Bismut-Elworthy-Li Formulas for Diffusions with Irregular Drift Coefficients by Dr. Thilo Meyer-Brandis

Event Date: 

Monday, November 18, 2013 -
3:30pm to 5:00pm

Event Date Details: 

Refreshments served at 3:15 PM

Event Location: 

  • South Hall 5607F

Dr. Thilo Meyer-Brandis (University of Munich)

Title: Bismut-Elworthy-Li Formulas for Diffusions with Irregular Drift Coefficients

Abstract: One of the most pertinent applications of Malliavin calculus in Mathematical Finance is the representation of the so-called Greeks, which are sensitivities of option prices w.r.t. to involved parameters, as expectation functionals of the pay-off function times a so-called Malliavin weight. In particular for non-smooth pay-off functions this representation yields a numerically efficient way to compute Greeks. In the case of the Delta (sensitivity w.r.t. the initial value of the underlying diffusion), which is of special interest for hedging purposes, the above mentioned representation is also referred to as Bismut-Elworthy-Li type formula.
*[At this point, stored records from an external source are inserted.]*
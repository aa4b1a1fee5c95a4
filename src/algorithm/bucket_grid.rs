use crate::algorithm::SpatialIndex;

/// A spatial index based on the unit lattice of a point grid.
///
/// Every point is binned into the lattice cell it was jittered inside of, so a query only
/// has to look at the cells of the requested block. Queries cost O(radius^2) regardless of
/// how many points the grid holds.
pub struct BucketIndex {
    /// Number of cells along each axis.
    pub grid_res: usize,
    /// Maximum valid cell coordinate as a float, used to clamp stray points.
    pub grid_limit: f64,
    /// The cell bins, each containing a list of point indices.
    pub grid_bins: Vec<Vec<usize>>,
}

impl BucketIndex {
    /// Creates an empty `BucketIndex` for a `size x size` lattice.
    pub fn new(size: usize) -> Self {
        BucketIndex {
            grid_res: size,
            grid_limit: (size as f64) - 1e-5,
            grid_bins: vec![Vec::new(); size * size],
        }
    }

    /// Creates a `BucketIndex` already filled with `points`.
    pub fn with_points(size: usize, points: &[[f64; 3]]) -> Self {
        let mut index = Self::new(size);
        index.set_points(points);
        index
    }

    /// Calculates the linear index of the bin containing the given coordinates.
    pub fn get_bin_index(&self, x: f64, y: f64) -> usize {
        let ix = x.clamp(0.0, self.grid_limit) as usize;
        let iy = y.clamp(0.0, self.grid_limit) as usize;
        ix + iy * self.grid_res
    }
}

impl SpatialIndex for BucketIndex {
    fn set_points(&mut self, points: &[[f64; 3]]) {
        let total_bins = self.grid_res * self.grid_res;
        self.grid_bins.iter_mut().for_each(|bin| bin.clear());
        if self.grid_bins.len() != total_bins {
            self.grid_bins = vec![Vec::new(); total_bins];
        }

        for (i, p) in points.iter().enumerate() {
            let bin_idx = self.get_bin_index(p[0], p[1]);
            self.grid_bins[bin_idx].push(i);
        }
    }

    fn visit_neighbors<F>(&self, cell: [isize; 2], radius: usize, mut visitor: F)
    where
        F: FnMut(usize),
    {
        // Clip the block to the lattice.
        let r = radius as isize;
        let last = self.grid_res as isize - 1;
        let (x0, x1) = ((cell[0] - r).max(0), (cell[0] + r).min(last));
        let (y0, y1) = ((cell[1] - r).max(0), (cell[1] + r).min(last));

        for iy in y0..=y1 {
            for ix in x0..=x1 {
                for &j in &self.grid_bins[(ix + iy * self.grid_res as isize) as usize] {
                    visitor(j);
                }
            }
        }
    }
}

#[cfg(test)]
mod tests {
    use super::*;
    use crate::algorithm::linear_scan::LinearScan;

    fn lattice_points(size: usize) -> Vec<[f64; 3]> {
        let mut points = Vec::new();
        for y in 0..size {
            for x in 0..size {
                points.push([x as f64 + 0.5, y as f64 + 0.5, 0.0]);
            }
        }
        points
    }

    #[test]
    fn test_bucket_indexing() {
        let index = BucketIndex::new(10);

        assert_eq!(index.get_bin_index(0.5, 0.5), 0);
        assert_eq!(index.get_bin_index(1.5, 0.5), 1);
        assert_eq!(index.get_bin_index(0.5, 1.5), 10);
        // Stray points are clamped onto the border cells.
        assert_eq!(index.get_bin_index(-3.0, 12.0), 90);
    }

    #[test]
    fn test_bucket_neighbors_block() {
        let points = lattice_points(5);
        let index = BucketIndex::with_points(5, &points);

        let mut found = index.neighbors([2, 2], 1);
        found.sort_unstable();
        assert_eq!(found, vec![6, 7, 8, 11, 12, 13, 16, 17, 18]);
    }

    #[test]
    fn test_bucket_neighbors_out_of_bounds() {
        let points = lattice_points(3);
        let index = BucketIndex::with_points(3, &points);

        let mut corner = index.neighbors([-1, -1], 1);
        corner.sort_unstable();
        assert_eq!(corner, vec![0]);

        assert!(index.neighbors([10, 10], 1).is_empty());
        assert!(index.neighbors([-5, 1], 2).is_empty());
    }

    #[test]
    fn test_bucket_neighbors_whole_grid() {
        let points = lattice_points(5);
        let index = BucketIndex::with_points(5, &points);

        let mut found = index.neighbors([2, 2], 2);
        found.sort_unstable();
        assert_eq!(found, (0..25).collect::<Vec<_>>());
    }

    #[test]
    fn test_bucket_neighbors_radius_beyond_grid() {
        let points = lattice_points(2);
        let index = BucketIndex::with_points(2, &points);
        let scan = LinearScan::with_points(&points);

        for (cell, radius) in [([-2, -2], 3), ([4, -1], 4), ([-3, 1], 5), ([0, 0], 9)] {
            let mut found = index.neighbors(cell, radius);
            let mut expected = scan.neighbors(cell, radius);
            found.sort_unstable();
            expected.sort_unstable();
            assert_eq!(found, vec![0, 1, 2, 3], "cell {:?} radius {}", cell, radius);
            assert_eq!(found, expected, "cell {:?} radius {}", cell, radius);
        }
        assert!(index.neighbors([-3, -3], 2).is_empty());
    }
}
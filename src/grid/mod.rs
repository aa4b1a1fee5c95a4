use crate::error::{Result, SurfaceError};
use rand::Rng;

/// Smallest grid that still contains an edge.
pub const MIN_GRID_SIZE: usize = 2;

/// Widest accepted in-plane jitter scale.
///
/// Up to this scale every lattice quad stays strictly convex, so each quad splits into exactly
/// two triangles and a 2x2 grid never yields more than two.
pub const MAX_XY_JITTER: f64 = 1.0 / 3.0;

/// Jitter scales applied to lattice points.
///
/// Each coordinate is displaced by a uniform sample in `[0, scale)`. The in-plane scale lies in
/// `[0, MAX_XY_JITTER]`, which also keeps every point inside its lattice cell. The height
/// scale lies in `[0, 1]`.
#[derive(Clone, Copy, Debug, PartialEq)]
pub struct Jitter {
    /// Scale of the in-plane displacement along X and Y.
    pub xy: f64,
    /// Scale of the height displacement along Z.
    pub z: f64,
}

impl Jitter {
    pub fn new(xy: f64, z: f64) -> Self {
        Self { xy, z }
    }

    /// Jitter with no displacement at all, producing a perfectly regular lattice.
    pub fn none() -> Self {
        Self { xy: 0.0, z: 0.0 }
    }

    pub fn validate(&self) -> Result<()> {
        if !(0.0..=MAX_XY_JITTER).contains(&self.xy) {
            return Err(SurfaceError::InvalidConfig(format!(
                "xy jitter must lie in [0, {}], got {}",
                MAX_XY_JITTER, self.xy
            )));
        }
        if !(0.0..=1.0).contains(&self.z) {
            return Err(SurfaceError::InvalidConfig(format!(
                "z jitter must lie in [0, 1], got {}",
                self.z
            )));
        }
        Ok(())
    }
}

impl Default for Jitter {
    fn default() -> Self {
        Self { xy: MAX_XY_JITTER, z: 1.0 }
    }
}

/// A square grid of jittered sample points.
///
/// Points live in a flat arena in row-major order and are referred to by index everywhere
/// else in the crate, so two points with equal coordinates are still distinct samples.
#[derive(Clone, Debug)]
pub struct PointGrid {
    size: usize,
    points: Vec<[f64; 3]>,
}

impl PointGrid {
    /// Generates `size * size` jittered points, `point[y * size + x] = (x + jx, y + jy, jz)`.
    pub fn generate<R: Rng>(size: usize, rng: &mut R, jitter: Jitter) -> Result<Self> {
        if size < MIN_GRID_SIZE {
            return Err(SurfaceError::InvalidInput { grid_size: size });
        }
        jitter.validate()?;

        let _span = tracing::debug_span!("generate_grid", size).entered();

        let mut points = Vec::with_capacity(size * size);
        for y in 0..size {
            for x in 0..size {
                let jx = rng.gen_range(0.0..1.0) * jitter.xy;
                let jy = rng.gen_range(0.0..1.0) * jitter.xy;
                let jz = rng.gen_range(0.0..1.0) * jitter.z;
                points.push([x as f64 + jx, y as f64 + jy, jz]);
            }
        }

        tracing::debug!(points = points.len(), "generated point grid");
        Ok(Self { size, points })
    }

    /// Builds a grid from explicit row-major positions.
    ///
    /// Every point must lie inside the `[0, size)` square in X and Y. Keeping each point in its
    /// own lattice cell is up to the caller.
    pub fn from_points(size: usize, points: Vec<[f64; 3]>) -> Result<Self> {
        if size < MIN_GRID_SIZE {
            return Err(SurfaceError::InvalidInput { grid_size: size });
        }
        if points.len() != size * size {
            return Err(SurfaceError::InvalidConfig(format!(
                "expected {} points for a {}x{} grid, got {}",
                size * size,
                size,
                size,
                points.len()
            )));
        }
        let extent = 0.0..size as f64;
        let stray = points
            .iter()
            .position(|p| !extent.contains(&p[0]) || !extent.contains(&p[1]));
        if let Some(i) = stray {
            return Err(SurfaceError::InvalidConfig(format!(
                "point {} at ({}, {}) lies outside the {}x{} grid",
                i, points[i][0], points[i][1], size, size
            )));
        }
        Ok(Self { size, points })
    }

    /// Number of points along each axis.
    pub fn size(&self) -> usize {
        self.size
    }

    pub fn len(&self) -> usize {
        self.points.len()
    }

    pub fn is_empty(&self) -> bool {
        self.points.is_empty()
    }

    pub fn points(&self) -> &[[f64; 3]] {
        &self.points
    }

    pub fn point(&self, index: usize) -> [f64; 3] {
        self.points[index]
    }

    /// Linear index of lattice position `(ix, iy)`.
    pub fn index(&self, ix: usize, iy: usize) -> usize {
        iy * self.size + ix
    }

    /// Lattice position `(ix, iy)` of the point at `index`.
    pub fn lattice(&self, index: usize) -> (usize, usize) {
        (index % self.size, index / self.size)
    }

    /// Positions flattened to `[x0, y0, z0, x1, ...]`.
    pub fn flat_points(&self) -> Vec<f64> {
        self.points.iter().flatten().copied().collect()
    }
}
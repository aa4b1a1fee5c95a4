pub mod bucket_grid;
pub mod linear_scan;

/// Trait defining a spatial lookup over lattice cells.
/// This allows swapping between the bucketed grid and a linear reference scan.
pub trait SpatialIndex: Send + Sync {
    /// Rebuild the index with new points.
    fn set_points(&mut self, points: &[[f64; 3]]);

    /// Visit every point whose lattice cell lies within Chebyshev `radius` of `cell`.
    ///
    /// # Arguments
    /// * `cell` - The `[x, y]` lattice cell at the center of the query. It may lie outside the
    ///            grid, cells beyond the bounds simply contribute no points.
    /// * `radius` - Chebyshev radius in cells, `1` visits a 3x3 block.
    /// * `visitor` - A closure called once for each point index found.
    fn visit_neighbors<F>(&self, cell: [isize; 2], radius: usize, visitor: F)
    where
        F: FnMut(usize);

    /// Collects the indices visited by [`SpatialIndex::visit_neighbors`].
    fn neighbors(&self, cell: [isize; 2], radius: usize) -> Vec<usize> {
        let mut found = Vec::new();
        self.visit_neighbors(cell, radius, |index| found.push(index));
        found
    }
}

/// Lattice cell containing the planar position `(x, y)`.
pub fn cell_of(x: f64, y: f64) -> [isize; 2] {
    [x.floor() as isize, y.floor() as isize]
}
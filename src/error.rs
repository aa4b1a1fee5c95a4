//! Error types for surface generation.

use thiserror::Error;

/// Errors that can occur while building a surface.
#[derive(Debug, Clone, PartialEq, Error)]
pub enum SurfaceError {
    /// The grid is too small to form a single edge.
    #[error("invalid input: grid size must be at least 2, got {grid_size}")]
    InvalidInput { grid_size: usize },

    /// A configuration value is outside its valid range.
    #[error("invalid configuration: {0}")]
    InvalidConfig(String),
}

/// Convenience alias for `Result<T, SurfaceError>`.
pub type Result<T> = std::result::Result<T, SurfaceError>;
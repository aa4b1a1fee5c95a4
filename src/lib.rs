//! # trimesh-grid
//!
//! `trimesh-grid` is a Rust library for procedural surface triangulation, designed to be used in
//! Rust as well as compiled to WebAssembly (WASM). It samples a jittered square grid of 3D points
//! and stitches them into a triangle mesh by growing a frontier of edges outward from a seed edge.
//!
//! ## Features
//!
//! - **WASM-first**: Built with `wasm-bindgen`, the vertex and normal buffers arrive in JavaScript
//!   as `Float32Array`s ready for a renderer.
//! - **Spatial Partitioning**: Points are binned by lattice cell so every probe only inspects a
//!   3x3 block of cells.
//! - **Deterministic**: A fixed seed and grid size always produce byte-identical buffers.
//! - **Parallel batches**: Independent surfaces can be generated concurrently with `rayon`.
//!
//! ## Main Interface
//!
//! The primary entry point is the [`Surface`] struct, which owns the grid and its triangulation.
//!
//! ```
//! use trimesh_grid::{Surface, SurfaceConfig};
//!
//! let surface = Surface::generate(SurfaceConfig::new(8).with_seed(42)).unwrap();
//! let buffers = surface.buffers();
//! assert_eq!(buffers.positions.len(), 9 * surface.triangle_count());
//! ```

mod algorithm;
mod config;
mod error;
mod grid;
mod mesh;
mod surface;
mod triangulation;
pub mod wasm;

pub use algorithm::bucket_grid::BucketIndex;
pub use algorithm::linear_scan::LinearScan;
pub use algorithm::SpatialIndex;
pub use algorithm::cell_of;
pub use config::SurfaceConfig;
pub use config::DEFAULT_GRID_SIZE;
pub use error::Result;
pub use error::SurfaceError;
pub use grid::Jitter;
pub use grid::PointGrid;
pub use grid::{MAX_XY_JITTER, MIN_GRID_SIZE};
pub use mesh::face_normal;
pub use mesh::MeshBuffers;
pub use mesh::MeshOptions;
pub use surface::generate_surfaces;
pub use surface::surface_buffers;
pub use surface::Surface;
pub use triangulation::probe::EdgeFrame;
pub use triangulation::probe::Probe;
pub use triangulation::probe::ProbeSettings;
pub use triangulation::probe::ProbeState;
pub use triangulation::probe::Side;
pub use triangulation::triangulate;
pub use triangulation::Edge;
pub use triangulation::EdgeKey;
pub use triangulation::Frontier;
pub use triangulation::Triangle;
pub use triangulation::Triangulation;
pub use triangulation::TriangulationStats;
pub use triangulation::Triangulator;
use crate::config::SurfaceConfig;
use crate::mesh::{MeshBuffers, MeshOptions};
use crate::surface::Surface;
use crate::wasm::utils::to_js_error;
use wasm_bindgen::prelude::*;

// --- Surface ---

#[wasm_bindgen(js_name = Surface)]
pub struct SurfaceWASM {
    inner: Surface,
    buffers: MeshBuffers,
}

#[wasm_bindgen(js_class = Surface)]
impl SurfaceWASM {
    /// Generates a centered surface of `grid_size x grid_size` points.
    #[wasm_bindgen(constructor)]
    pub fn new(grid_size: usize, seed: Option<u64>) -> Result<SurfaceWASM, JsValue> {
        let config = SurfaceConfig {
            seed,
            mesh: MeshOptions { center: true, face_up: false },
            ..SurfaceConfig::new(grid_size)
        };
        Self::from_config(config)
    }

    /// Samples a new grid with the same settings.
    pub fn regenerate(&mut self, seed: Option<u64>) -> Result<(), JsValue> {
        let config = SurfaceConfig { seed, ..*self.inner.config() };
        *self = Self::from_config(config)?;
        Ok(())
    }

    #[wasm_bindgen(getter)]
    pub fn grid_size(&self) -> usize { self.inner.grid().size() }

    #[wasm_bindgen(getter)]
    pub fn triangle_count(&self) -> usize { self.inner.triangle_count() }

    #[wasm_bindgen(getter)]
    pub fn complete(&self) -> bool { self.inner.is_complete() }

    #[wasm_bindgen(getter)]
    pub fn positions(&self) -> Vec<f32> { self.buffers.positions.clone() }

    #[wasm_bindgen(getter)]
    pub fn normals(&self) -> Vec<f32> { self.buffers.normals.clone() }

    #[wasm_bindgen(getter)]
    pub fn points(&self) -> Vec<f64> { self.inner.grid().flat_points() }
}

impl SurfaceWASM {
    fn from_config(config: SurfaceConfig) -> Result<SurfaceWASM, JsValue> {
        let inner = Surface::generate(config).map_err(to_js_error)?;
        let buffers = inner.buffers();
        Ok(SurfaceWASM { inner, buffers })
    }
}
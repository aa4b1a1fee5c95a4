use rand::rngs::StdRng;
use rand::{Rng, SeedableRng};
use trimesh_grid::{BucketIndex, LinearScan, PointGrid, SpatialIndex};

/// Points spread over almost their whole cell, wider than generation allows.
fn jittered_grid(size: usize, seed: u64) -> PointGrid {
    let mut rng = StdRng::seed_from_u64(seed);
    let mut points = Vec::with_capacity(size * size);
    for y in 0..size {
        for x in 0..size {
            points.push([
                x as f64 + rng.gen_range(0.0..0.99),
                y as f64 + rng.gen_range(0.0..0.99),
                rng.gen_range(0.0..1.0),
            ]);
        }
    }
    PointGrid::from_points(size, points).unwrap()
}

#[test]
fn test_neighbors_are_exactly_the_block() {
    let size = 7;
    let grid = jittered_grid(size, 3);
    let index = BucketIndex::with_points(size, grid.points());

    for cy in -1..=size as isize {
        for cx in -1..=size as isize {
            let mut found = index.neighbors([cx, cy], 1);
            found.sort_unstable();

            let mut expected = Vec::new();
            for (i, _) in grid.points().iter().enumerate() {
                let (ix, iy) = grid.lattice(i);
                if (ix as isize - cx).abs() <= 1 && (iy as isize - cy).abs() <= 1 {
                    expected.push(i);
                }
            }

            assert_eq!(found, expected, "block around ({}, {}) mismatch", cx, cy);
        }
    }
}

#[test]
fn test_neighbors_match_linear_scan_random_queries() {
    let size = 12;
    let grid = jittered_grid(size, 99);
    let bucketed = BucketIndex::with_points(size, grid.points());
    let scanned = LinearScan::with_points(grid.points());

    let mut rng = StdRng::seed_from_u64(5);
    for _ in 0..400 {
        let cell = [rng.gen_range(-20..32), rng.gen_range(-20..32)];
        let radius = rng.gen_range(1..2 * size);

        let mut a = bucketed.neighbors(cell, radius);
        let mut b = scanned.neighbors(cell, radius);
        a.sort_unstable();
        b.sort_unstable();
        assert_eq!(a, b, "cell {:?} radius {}", cell, radius);
    }
}

#[test]
fn test_neighbors_have_no_duplicates() {
    let size = 5;
    let grid = jittered_grid(size, 17);
    let index = BucketIndex::with_points(size, grid.points());

    let mut found = index.neighbors([2, 2], 3);
    let total = found.len();
    found.sort_unstable();
    found.dedup();
    assert_eq!(found.len(), total);
    assert_eq!(total, size * size);
}

#[test]
fn test_neighbors_outside_grid_are_empty() {
    let grid = jittered_grid(4, 1);
    let index = BucketIndex::with_points(4, grid.points());

    assert!(index.neighbors([-2, -2], 1).is_empty());
    assert!(index.neighbors([5, 0], 1).is_empty());
    assert!(index.neighbors([0, 100], 1).is_empty());
}

#[test]
fn test_large_radius_from_outside_reaches_grid() {
    for size in [2, 3, 6] {
        let grid = jittered_grid(size, size as u64);
        let bucketed = BucketIndex::with_points(size, grid.points());
        let scanned = LinearScan::with_points(grid.points());
        let s = size as isize;

        for cell in [[-2, -2], [-s, s / 2], [2 * s, 2 * s], [s + 1, -1]] {
            for radius in [size, size + 1, 2 * size + 2] {
                let mut a = bucketed.neighbors(cell, radius);
                let mut b = scanned.neighbors(cell, radius);
                a.sort_unstable();
                b.sort_unstable();
                assert_eq!(a, b, "size {} cell {:?} radius {}", size, cell, radius);
            }
        }

        let mut all = bucketed.neighbors([-2, -2], size + 1);
        all.sort_unstable();
        assert_eq!(all, (0..size * size).collect::<Vec<_>>());
    }
}

#[test]
fn test_border_points_bin_identically() {
    let size = 3;
    let eps = 1e-9;
    let last = size as f64 - eps;
    let points = vec![
        [0.0, 0.0, 0.0],
        [1.0, 0.0, 0.0],
        [last, 0.0, 0.0],
        [0.0, 1.0, 0.0],
        [1.5, 1.5, 0.0],
        [last, 1.0, 0.0],
        [0.0, last, 0.0],
        [1.0, last, 0.0],
        [last, last, 0.0],
    ];
    let grid = PointGrid::from_points(size, points).unwrap();
    let bucketed = BucketIndex::with_points(size, grid.points());
    let scanned = LinearScan::with_points(grid.points());

    for cy in -2..5 {
        for cx in -2..5 {
            for radius in 0..4 {
                let mut a = bucketed.neighbors([cx, cy], radius);
                let mut b = scanned.neighbors([cx, cy], radius);
                a.sort_unstable();
                b.sort_unstable();
                assert_eq!(a, b, "cell ({}, {}) radius {}", cx, cy, radius);
            }
        }
    }

    let mut stray = grid.points().to_vec();
    stray[8] = [size as f64, 0.5, 0.0];
    assert!(PointGrid::from_points(size, stray).is_err());
}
However, in the existing literature the underlying Itˆo diffusion is assumed to have smooth coefficients. For example, an extended Ornstein-Uhlenbeck process with regime switching mean reversion rate, an important model in electricity price modelling, is not included in this class of Itˆo diffusions. In this presentation we demonstrate how to generalize the Bismut-Elworthy-Li type formula to Itˆo diffusions with irregular drift coefficients. To this end, we study the theoretical questions of existence and Malliavin differentiability of strong solutions of stochastic differential equations with irregular drift coefficients. Using techniques from white noise analysis and a compactness criteria based on Malliavin calculus we develop a new method for the construction of strong solutions of SDE’s with irregular drift coefficients. Further, this approach yields the additional important result that the constructed strong solutions are Malliavin differentiable and Sobolev differentiable in their initial conditions. This insight together with some ”local time variational calculus” finally enables us to extend the corresponding Bismut-Elworthy-Li representation.